Por outro lado, parlamentares do Partido Socialista criticaram o governo e assinalaram que ele segue errando o caminho após anunciar que aplicará a Lei de Segurança do Estado pelo ataque incendiário contra o ônibus. O deputado Alfonso de Urresti afirmou: "rechaçamos absolutamente a decisão do ministro do Interior. Nos parece inadmissível, além de improcedente e extemporâneo". "Esperamos que o governo mude sua postura, porque não resta dúvida que a Comissão Interamericana de Direitos Humanos pedirá explicações ao Estado chileno pelas violações cometidas neste último período".
Desde a Europa, a líder universitária Camila Vallejo, que está explicando o caráter da mobilização estudantil chilena a entidades do velho continente, afirmou que o movimento estudantil do Chile não é parte dos indignados. "Não se trata de um movimento espontâneo, mas sim de um longo processo baseado em uma análise profunda da injustiça existente no Chile". Ela assegurou que "já foi superada a etapa do descontentamento". "Agora é preciso olhar em frente e construir uma alternativa para o país".
Sobre o futuro do movimento, a estudante de Geografia reconheceu que "após cinco meses de mobilização, é preciso pensar como avançar de forma tática para que o movimento prossiga. O diálogo com o governo está rompido. Querem passar as reformas das bolsas estudantis no Parlamento e nos excluíram dessa discussão".

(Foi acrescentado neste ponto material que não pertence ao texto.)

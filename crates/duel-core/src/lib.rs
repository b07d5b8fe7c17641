//! duel-core
//!
//! Pure relay logic:
//! - session keys and per-session metadata
//! - the session directory and engine port allocation
//! - the turn-phase orchestrator (phases, action queues, questions)

pub mod session;
pub mod directory;
pub mod ports;
pub mod error;
pub mod phase;
pub mod action;
pub mod question;
pub mod duel;

pub use session::{Ruleset, SessionInfo, SessionKey};
pub use directory::{Directory, DirectorySnapshot};
pub use ports::PortAllocator;
pub use error::{ActionError, DirectoryError, DuelError};
pub use phase::{Phase, SkipFlags};
pub use action::{ActionKind, ActionQueue, PhaseQueues, Player, QueuedAction};
pub use question::{
    question_channel,
    Answer,
    BattleOptions,
    CardRef,
    MainPhaseOptions,
    PendingQuestion,
    Question,
    QuestionDesk,
};
pub use duel::{Duel, DuelEngine, DuelOutcome, DuelParams, TurnState};
//! Shared session state.
//!
//! The hub owns the session directory, the in-flight spawns, and a clone of
//! every live session's process handle. All mutation goes through one
//! async mutex; each visible change publishes exactly one snapshot on the
//! broadcast channel, sent while the lock is held so subscribers see
//! changes in order.
//!
//! Joining is a three-way decision made under the lock:
//! - the key names a live session: the caller is added as a member;
//! - another connection is already spawning the key: the caller waits;
//! - otherwise the caller reserves a fresh port and must spawn.

use std::collections::HashMap;
use std::sync::Arc;

use tokio::sync::{broadcast, watch, Mutex};
use tracing::{debug, info};

use duel_core::{Directory, DirectorySnapshot, PortAllocator, SessionKey};

use crate::error::HubError;
use crate::supervisor::ProcessHandle;

/// Lobby subscribers lagging further than this get a fresh snapshot.
const UPDATE_CAPACITY: usize = 64;

/// Progress of a spawn that other joiners are waiting on.
#[derive(Debug, Clone, Copy, PartialEq, Eq)]
pub enum SpawnState {
    Spawning,
    Ready(u16),
    Failed,
}

/// Outcome of [`SessionHub::join`].
#[derive(Debug)]
pub enum JoinTicket {
    /// The caller reserved `port` and must start the engine, then call
    /// [`SessionHub::open_session`] or [`SessionHub::abandon`].
    Host { port: u16 },
    /// The session is live and the caller was added to it.
    Attach { port: u16 },
    /// Another caller is starting this session; wait for the outcome, then
    /// call [`SessionHub::attach_waiter`].
    Await(watch::Receiver<SpawnState>),
}

#[derive(Default)]
struct HubState {
    directory: Directory,
    pending: HashMap<SessionKey, watch::Sender<SpawnState>>,
    processes: HashMap<SessionKey, ProcessHandle>,
}

pub struct SessionHub {
    state: Mutex<HubState>,
    allocator: PortAllocator,
    updates: broadcast::Sender<Arc<DirectorySnapshot>>,
}

impl SessionHub {
    pub fn new(allocator: PortAllocator) -> Self {
        let (updates, _) = broadcast::channel(UPDATE_CAPACITY);
        SessionHub {
            state: Mutex::new(HubState::default()),
            allocator,
            updates,
        }
    }

    /// Receive every directory change from now on.
    pub fn subscribe(&self) -> broadcast::Receiver<Arc<DirectorySnapshot>> {
        self.updates.subscribe()
    }

    pub async fn snapshot(&self) -> Arc<DirectorySnapshot> {
        let state = self.state.lock().await;
        Arc::new(state.directory.snapshot())
    }

    pub async fn join(&self, key: SessionKey, member: String) -> Result<JoinTicket, HubError> {
        let mut state = self.state.lock().await;

        if let Some(port) = state.directory.get(&key).map(|s| s.port) {
            state.directory.add_member(&key, member)?;
            self.publish(&state);
            return Ok(JoinTicket::Attach { port });
        }

        if let Some(spawn) = state.pending.get(&key) {
            debug!(%key, "spawn in flight, waiting");
            return Ok(JoinTicket::Await(spawn.subscribe()));
        }

        let port = self
            .allocator
            .allocate(&state.directory)
            .ok_or(HubError::PortsExhausted {
                min: self.allocator.min(),
                max: self.allocator.max(),
            })?;
        state.directory.reserve(key.clone(), port)?;
        let (spawn, _) = watch::channel(SpawnState::Spawning);
        state.pending.insert(key.clone(), spawn);
        info!(%key, port, "port reserved");
        Ok(JoinTicket::Host { port })
    }

    /// Promote a reservation to a live session owned by `process`.
    pub async fn open_session(
        &self,
        key: &SessionKey,
        member: String,
        process: ProcessHandle,
    ) -> Result<(), HubError> {
        let mut state = self.state.lock().await;
        let port = process.port();

        if let Err(err) = state.directory.create(key.clone(), port, member) {
            state.directory.release(key);
            if let Some(spawn) = state.pending.remove(key) {
                spawn.send_replace(SpawnState::Failed);
            }
            return Err(err.into());
        }
        state.processes.insert(key.clone(), process);
        if let Some(spawn) = state.pending.remove(key) {
            spawn.send_replace(SpawnState::Ready(port));
        }
        info!(%key, port, "session open");
        self.publish(&state);
        Ok(())
    }

    /// Drop a reservation whose spawn failed and fail its waiters.
    pub async fn abandon(&self, key: &SessionKey) {
        let mut state = self.state.lock().await;
        if let Some(port) = state.directory.release(key) {
            info!(%key, port, "reservation released");
        }
        if let Some(spawn) = state.pending.remove(key) {
            spawn.send_replace(SpawnState::Failed);
        }
    }

    /// Add a member who waited on the host. Returns the session's port.
    pub async fn attach_waiter(&self, key: &SessionKey, member: String) -> Result<u16, HubError> {
        let mut state = self.state.lock().await;
        let port = state
            .directory
            .get(key)
            .map(|s| s.port)
            .ok_or_else(|| duel_core::DirectoryError::UnknownSession(key.clone()))?;
        state.directory.add_member(key, member)?;
        self.publish(&state);
        Ok(port)
    }

    /// Add `member` unless already listed.
    pub async fn ready_for_duelist(&self, key: &SessionKey, member: &str) {
        let mut state = self.state.lock().await;
        let listed = match state.directory.get(key) {
            Some(session) => session.players.iter().any(|p| p == member),
            None => return,
        };
        if !listed && state.directory.add_member(key, member).is_ok() {
            self.publish(&state);
        }
    }

    pub async fn remove_member(&self, key: &SessionKey, member: &str) {
        let mut state = self.state.lock().await;
        if state.directory.remove_member(key, member) {
            self.publish(&state);
        }
    }

    pub async fn mark_started(&self, key: &SessionKey) {
        let mut state = self.state.lock().await;
        if state.directory.mark_started(key) {
            self.publish(&state);
        }
    }

    /// Remove a session and terminate its process.
    pub async fn close_session(&self, key: &SessionKey) -> bool {
        let mut state = self.state.lock().await;
        if let Some(process) = state.processes.remove(key) {
            process.terminate();
        }
        match state.directory.remove(key) {
            Some(info) => {
                info!(%key, port = info.port, "session closed");
                self.publish(&state);
                true
            }
            None => false,
        }
    }

    /// A member's connection went away. An emptied session is closed.
    pub async fn depart(&self, key: &SessionKey, member: &str) {
        let mut state = self.state.lock().await;
        if !state.directory.remove_member(key, member) {
            return;
        }

        let emptied = state
            .directory
            .get(key)
            .map_or(false, |s| s.players.is_empty());
        if emptied {
            state.directory.remove(key);
            if let Some(process) = state.processes.remove(key) {
                process.terminate();
            }
            info!(%key, "last member left, session closed");
        }
        self.publish(&state);
    }

    fn publish(&self, state: &HubState) {
        // No subscribers is fine.
        let _ = self.updates.send(Arc::new(state.directory.snapshot()));
    }
}

#[cfg(test)]
mod tests {
    use super::*;
    use tokio::sync::broadcast::error::TryRecvError;

    fn hub(min: u16, max: u16) -> Arc<SessionHub> {
        Arc::new(SessionHub::new(PortAllocator::new(min, max)))
    }

    fn key(s: &str) -> SessionKey {
        SessionKey::new(s)
    }

    async fn host(hub: &SessionHub, k: &str, member: &str) -> ProcessHandle {
        let port = match hub.join(key(k), member.into()).await.unwrap() {
            JoinTicket::Host { port } => port,
            other => panic!("expected host ticket, got {other:?}"),
        };
        let process = ProcessHandle::detached(port);
        hub.open_session(&key(k), member.into(), process.clone())
            .await
            .unwrap();
        process
    }

    #[tokio::test]
    async fn racing_joins_spawn_once_and_both_attach() {
        let hub = hub(7000, 7010);
        let mut updates = hub.subscribe();

        let (a, b) = tokio::join!(
            hub.join(key("0race"), "alice".into()),
            hub.join(key("0race"), "bob".into())
        );
        let mut tickets = vec![a.unwrap(), b.unwrap()];
        tickets.sort_by_key(|t| matches!(t, JoinTicket::Await(_)));

        let port = match &tickets[0] {
            JoinTicket::Host { port } => *port,
            other => panic!("expected host, got {other:?}"),
        };
        let mut waiter = match tickets.pop() {
            Some(JoinTicket::Await(rx)) => rx,
            other => panic!("expected await, got {other:?}"),
        };

        // Nothing visible while spawning.
        assert!(hub.snapshot().await.is_empty());
        assert!(matches!(updates.try_recv(), Err(TryRecvError::Empty)));

        hub.open_session(&key("0race"), "alice".into(), ProcessHandle::detached(port))
            .await
            .unwrap();

        let state = *waiter
            .wait_for(|s| *s != SpawnState::Spawning)
            .await
            .unwrap();
        assert_eq!(state, SpawnState::Ready(port));
        assert_eq!(hub.attach_waiter(&key("0race"), "bob".into()).await, Ok(port));

        let snapshot = hub.snapshot().await;
        let session = snapshot.get(&key("0race")).unwrap();
        assert_eq!(session.port, 7000);
        assert_eq!(session.players, vec!["alice".to_string(), "bob".to_string()]);

        assert_eq!(updates.recv().await.unwrap().len(), 1);
        assert_eq!(
            updates.recv().await.unwrap().get(&key("0race")).unwrap().players.len(),
            2
        );
    }

    #[tokio::test]
    async fn late_joiner_attaches_directly() {
        let hub = hub(7000, 7010);
        host(&hub, "1x", "alice").await;

        match hub.join(key("1x"), "bob".into()).await.unwrap() {
            JoinTicket::Attach { port } => assert_eq!(port, 7000),
            other => panic!("expected attach, got {other:?}"),
        }
    }

    #[tokio::test]
    async fn host_disconnect_empties_directory_with_one_broadcast() {
        let hub = hub(7000, 7010);
        let process = host(&hub, "A", "x").await;

        let mut updates = hub.subscribe();
        assert!(hub.close_session(&key("A")).await);

        let update = updates.recv().await.unwrap();
        assert!(update.is_empty());
        assert!(matches!(updates.try_recv(), Err(TryRecvError::Empty)));
        assert!(process.is_terminated());

        // Second close changes nothing and says nothing.
        assert!(!hub.close_session(&key("A")).await);
        assert!(matches!(updates.try_recv(), Err(TryRecvError::Empty)));
    }

    #[tokio::test]
    async fn last_departure_closes_session() {
        let hub = hub(7000, 7010);
        let process = host(&hub, "2duel", "alice").await;
        hub.join(key("2duel"), "bob".into()).await.unwrap();
        hub.remove_member(&key("2duel"), "alice").await;

        let mut updates = hub.subscribe();
        hub.depart(&key("2duel"), "bob").await;

        assert!(updates.recv().await.unwrap().is_empty());
        assert!(matches!(updates.try_recv(), Err(TryRecvError::Empty)));
        assert!(process.is_terminated());
    }

    #[tokio::test]
    async fn departure_of_unknown_member_is_silent() {
        let hub = hub(7000, 7010);
        host(&hub, "0q", "alice").await;

        let mut updates = hub.subscribe();
        hub.depart(&key("0q"), "mallory").await;
        hub.depart(&key("nope"), "alice").await;
        hub.remove_member(&key("0q"), "mallory").await;
        assert!(matches!(updates.try_recv(), Err(TryRecvError::Empty)));
    }

    #[tokio::test]
    async fn membership_and_start_updates() {
        let hub = hub(7000, 7010);
        host(&hub, "0m", "alice").await;
        hub.join(key("0m"), "bob".into()).await.unwrap();

        let mut updates = hub.subscribe();
        // Already listed: no change.
        hub.ready_for_duelist(&key("0m"), "bob").await;
        hub.remove_member(&key("0m"), "bob").await;
        hub.ready_for_duelist(&key("0m"), "bob").await;
        hub.mark_started(&key("0m")).await;
        hub.mark_started(&key("0m")).await;

        assert_eq!(updates.recv().await.unwrap().get(&key("0m")).unwrap().players.len(), 1);
        assert_eq!(updates.recv().await.unwrap().get(&key("0m")).unwrap().players.len(), 2);
        assert!(updates.recv().await.unwrap().get(&key("0m")).unwrap().started);
        assert!(matches!(updates.try_recv(), Err(TryRecvError::Empty)));
    }

    #[tokio::test]
    async fn exhausted_pool_refuses_new_keys() {
        let hub = hub(7000, 7001);
        host(&hub, "0one", "alice").await;

        let err = hub.join(key("0two"), "bob".into()).await.unwrap_err();
        assert_eq!(err, HubError::PortsExhausted { min: 7000, max: 7001 });

        // Existing sessions still accept members.
        assert!(matches!(
            hub.join(key("0one"), "carol".into()).await,
            Ok(JoinTicket::Attach { port: 7000 })
        ));
    }

    #[tokio::test]
    async fn reservations_hold_ports_until_abandoned() {
        let hub = hub(7000, 7002);

        let first = hub.join(key("0a"), "alice".into()).await.unwrap();
        assert!(matches!(first, JoinTicket::Host { port: 7000 }));
        let second = hub.join(key("0b"), "bob".into()).await.unwrap();
        assert!(matches!(second, JoinTicket::Host { port: 7001 }));

        let mut waiter = match hub.join(key("0a"), "carol".into()).await.unwrap() {
            JoinTicket::Await(rx) => rx,
            other => panic!("expected await, got {other:?}"),
        };

        hub.abandon(&key("0a")).await;
        let state = *waiter
            .wait_for(|s| *s != SpawnState::Spawning)
            .await
            .unwrap();
        assert_eq!(state, SpawnState::Failed);

        // Port 7000 is free again.
        assert!(matches!(
            hub.join(key("0c"), "dave".into()).await,
            Ok(JoinTicket::Host { port: 7000 })
        ));
    }
}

Mais uma vez no Chile, surpreende o uso que o Palácio La Moneda faz da violência para sustentar a tese dos radicalizados que teriam "tomado conta" do movimento estudantil, em uma jogada que também aproveita a viagem dos dirigentes estudantis para a Europa. Deputados de oposição fizeram advertências sobre isso. O deputado do Partido pela Democracia, Felipe Harboe, disse que as autoridades do governo "devem fazer menos ameaças pela imprensa e atuar de modo mais concentrado, particularmente contra os delinquentes que queimam ônibus e fazem saques que não têm nada a ver com as manifestações estudantis".

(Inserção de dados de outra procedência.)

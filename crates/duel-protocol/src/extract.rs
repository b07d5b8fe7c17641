//! Lifecycle event extraction.
//!
//! Classifies client frames into the handful of events that matter to the
//! session directory. Everything else, including malformed lifecycle
//! frames, is opaque: no event, no error. Nothing here touches shared
//! state.

use duel_core::SessionKey;

use crate::frame_codec::{decode_ctos, CtosMessage, Frame, FrameDecoder};

#[derive(Debug, Clone, PartialEq, Eq)]
pub enum LifecycleEvent {
    /// Join (or create) the session named by the key.
    Join(SessionKey),
    /// The client announced its player name.
    Identify(String),
    /// Took a duelist slot.
    ReadyForDuelist,
    /// Left the room or moved to spectating.
    LeaveOrDemote,
    /// Host started the duel.
    Start,
}

impl LifecycleEvent {
    /// Whether the event only makes sense inside a session.
    pub fn is_session_scoped(&self) -> bool {
        matches!(
            self,
            LifecycleEvent::ReadyForDuelist | LifecycleEvent::LeaveOrDemote | LifecycleEvent::Start
        )
    }
}

/// Classify one frame sent by a connection whose session key is
/// `current_key`.
///
/// Session-scoped events are dropped while the connection has no key.
pub fn extract(frame: &Frame, current_key: Option<&SessionKey>) -> Vec<LifecycleEvent> {
    let Ok(msg) = decode_ctos(frame) else {
        return Vec::new();
    };

    let event = match msg {
        CtosMessage::JoinGame { password, .. } if !password.is_empty() => {
            LifecycleEvent::Join(SessionKey::new(password))
        }
        CtosMessage::PlayerInfo { name } => LifecycleEvent::Identify(name),
        CtosMessage::ToDuelist => LifecycleEvent::ReadyForDuelist,
        CtosMessage::ToObserver | CtosMessage::LeaveGame => LifecycleEvent::LeaveOrDemote,
        CtosMessage::Start => LifecycleEvent::Start,
        _ => return Vec::new(),
    };

    if event.is_session_scoped() && current_key.is_none() {
        return Vec::new();
    }
    vec![event]
}

/// Per-connection extractor: reassembles frames from stream chunks and
/// tracks the session key across them, so a `Join` followed by
/// `HS_TODUELIST` in the same read classifies both.
#[derive(Debug, Default)]
pub struct StreamExtractor {
    decoder: FrameDecoder,
    key: Option<SessionKey>,
}

impl StreamExtractor {
    pub fn new() -> Self {
        Self::default()
    }

    pub fn key(&self) -> Option<&SessionKey> {
        self.key.as_ref()
    }

    /// Feed a chunk of client bytes, returning the events of every frame it
    /// completes.
    ///
    /// The first `Join` fixes the connection's key; later joins are
    /// reported but do not rebind it.
    pub fn push(&mut self, chunk: &[u8]) -> Vec<LifecycleEvent> {
        let mut events = Vec::new();
        for frame in self.decoder.push(chunk) {
            for event in extract(&frame, self.key.as_ref()) {
                if let LifecycleEvent::Join(key) = &event {
                    if self.key.is_none() {
                        self.key = Some(key.clone());
                    }
                }
                events.push(event);
            }
        }
        events
    }
}
//! Listeners and top-level server wiring.
//!
//! This module:
//! - Binds the TCP, WebSocket and lobby listeners.
//! - Accepts connections, enforcing `max_clients` per listener (excess
//!   connections are dropped at accept).
//! - Assigns each connection a `ConnectionId` and spawns its task:
//!   the relay for TCP / WebSocket, the lobby subscriber for the lobby.

use std::io;
use std::net::SocketAddr;
use std::sync::atomic::{AtomicUsize, Ordering};
use std::sync::Arc;
use std::time::Duration;

use tokio::net::{TcpListener, TcpStream};
use tokio::time::sleep;
use tracing::{debug, info, warn};

use crate::config::Config;
use crate::hub::SessionHub;
use crate::lobby;
use crate::relay::{self, RelayContext};
use crate::supervisor::Supervisor;
use crate::transport::{tcp, ws};
use crate::types::{next_connection_id, ConnectionId};

pub struct Server {
    tcp: TcpListener,
    ws: TcpListener,
    lobby: TcpListener,
    max_clients: usize,
    ctx: RelayContext,
}

impl Server {
    /// Bind all three listeners.
    pub async fn bind(config: &Config) -> anyhow::Result<Self> {
        Self::bind_with(config, Supervisor::new(&config.engine)).await
    }

    /// Bind with a custom engine supervisor (e.g. a different console probe).
    pub async fn bind_with(config: &Config, supervisor: Supervisor) -> anyhow::Result<Self> {
        let tcp = TcpListener::bind(config.tcp_addr_string()).await?;
        let ws = TcpListener::bind(config.ws_addr_string()).await?;
        let lobby = TcpListener::bind(config.lobby_addr_string()).await?;

        let ctx = RelayContext {
            hub: Arc::new(SessionHub::new(config.port_allocator())),
            supervisor: Arc::new(supervisor),
            max_pending_bytes: config.relay.max_pending_bytes,
        };

        Ok(Server {
            tcp,
            ws,
            lobby,
            max_clients: config.server.max_clients,
            ctx,
        })
    }

    pub fn tcp_addr(&self) -> io::Result<SocketAddr> {
        self.tcp.local_addr()
    }

    pub fn ws_addr(&self) -> io::Result<SocketAddr> {
        self.ws.local_addr()
    }

    pub fn lobby_addr(&self) -> io::Result<SocketAddr> {
        self.lobby.local_addr()
    }

    pub fn hub(&self) -> Arc<SessionHub> {
        self.ctx.hub.clone()
    }

    /// Accept connections. Accept errors are logged and retried, so this
    /// only returns if the startup log cannot read a listener address.
    pub async fn run(self) -> anyhow::Result<()> {
        info!(
            tcp = %self.tcp_addr()?,
            ws = %self.ws_addr()?,
            lobby = %self.lobby_addr()?,
            max_clients = self.max_clients,
            "duel relay listening"
        );

        let Server {
            tcp,
            ws,
            lobby,
            max_clients,
            ctx,
        } = self;

        tokio::join!(
            accept_loop(tcp, Listener::Tcp, max_clients, ctx.clone()),
            accept_loop(ws, Listener::WebSocket, max_clients, ctx.clone()),
            accept_loop(lobby, Listener::Lobby, max_clients, ctx),
        );
        Ok(())
    }
}

#[derive(Debug, Clone, Copy)]
enum Listener {
    Tcp,
    WebSocket,
    Lobby,
}

/// Decrements the listener's client count when the connection task ends.
struct Slot(Arc<AtomicUsize>);

impl Drop for Slot {
    fn drop(&mut self) {
        self.0.fetch_sub(1, Ordering::SeqCst);
    }
}

/// Pause before the next `accept` after it failed.
///
/// A connection that died in the backlog is retried at once; anything
/// else (typically out of file descriptors) gets time to recover.
fn accept_backoff(err: &io::Error) -> Duration {
    match err.kind() {
        io::ErrorKind::ConnectionAborted
        | io::ErrorKind::ConnectionReset
        | io::ErrorKind::Interrupted => Duration::ZERO,
        _ => ACCEPT_BACKOFF,
    }
}

const ACCEPT_BACKOFF: Duration = Duration::from_millis(100);

async fn accept_loop(listener: TcpListener, kind: Listener, max_clients: usize, ctx: RelayContext) {
    let live = Arc::new(AtomicUsize::new(0));

    loop {
        let (stream, peer) = match listener.accept().await {
            Ok(accepted) => accepted,
            Err(e) => {
                let pause = accept_backoff(&e);
                warn!(?kind, error = %e, ?pause, "accept failed");
                if !pause.is_zero() {
                    sleep(pause).await;
                }
                continue;
            }
        };

        if live.load(Ordering::SeqCst) >= max_clients {
            warn!(?kind, %peer, max_clients, "rejecting connection: max_clients reached");
            continue;
        }
        live.fetch_add(1, Ordering::SeqCst);
        let slot = Slot(live.clone());

        let conn = next_connection_id();
        info!(%conn, ?kind, %peer, "accepted connection");

        let ctx = ctx.clone();
        tokio::spawn(async move {
            let _slot = slot;
            serve(conn, kind, stream, ctx).await;
            debug!(%conn, "connection task finished");
        });
    }
}

async fn serve(conn: ConnectionId, kind: Listener, stream: TcpStream, ctx: RelayContext) {
    match kind {
        Listener::Tcp => relay::run_connection(ctx, tcp::split(conn, stream)).await,
        Listener::WebSocket => match ws::accept(conn, stream).await {
            Ok(io) => relay::run_connection(ctx, io).await,
            Err(e) => warn!(%conn, error = %e, "websocket handshake failed"),
        },
        Listener::Lobby => {
            if let Err(e) = lobby::run_subscriber(conn, stream, ctx.hub).await {
                debug!(%conn, error = %e, "lobby connection error");
            }
        }
    }
}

Segundo Harboe, a manhã de fúria em Santiago, "empana o natural e bom sentido que tem o movimento estudantil e está servindo de justificação para aqueles que querem atingir a credibilidade do movimento".
Para esta quarta-feira, espera-se uma nova jornada de enfrentamentos, pois estão programadas marchas simultâneas em Santiago que pretendem convergir para a frente do Ministério da Educação. Na noite de terça, um novo panelaço contra o governo foi ouvido com força em Santiago.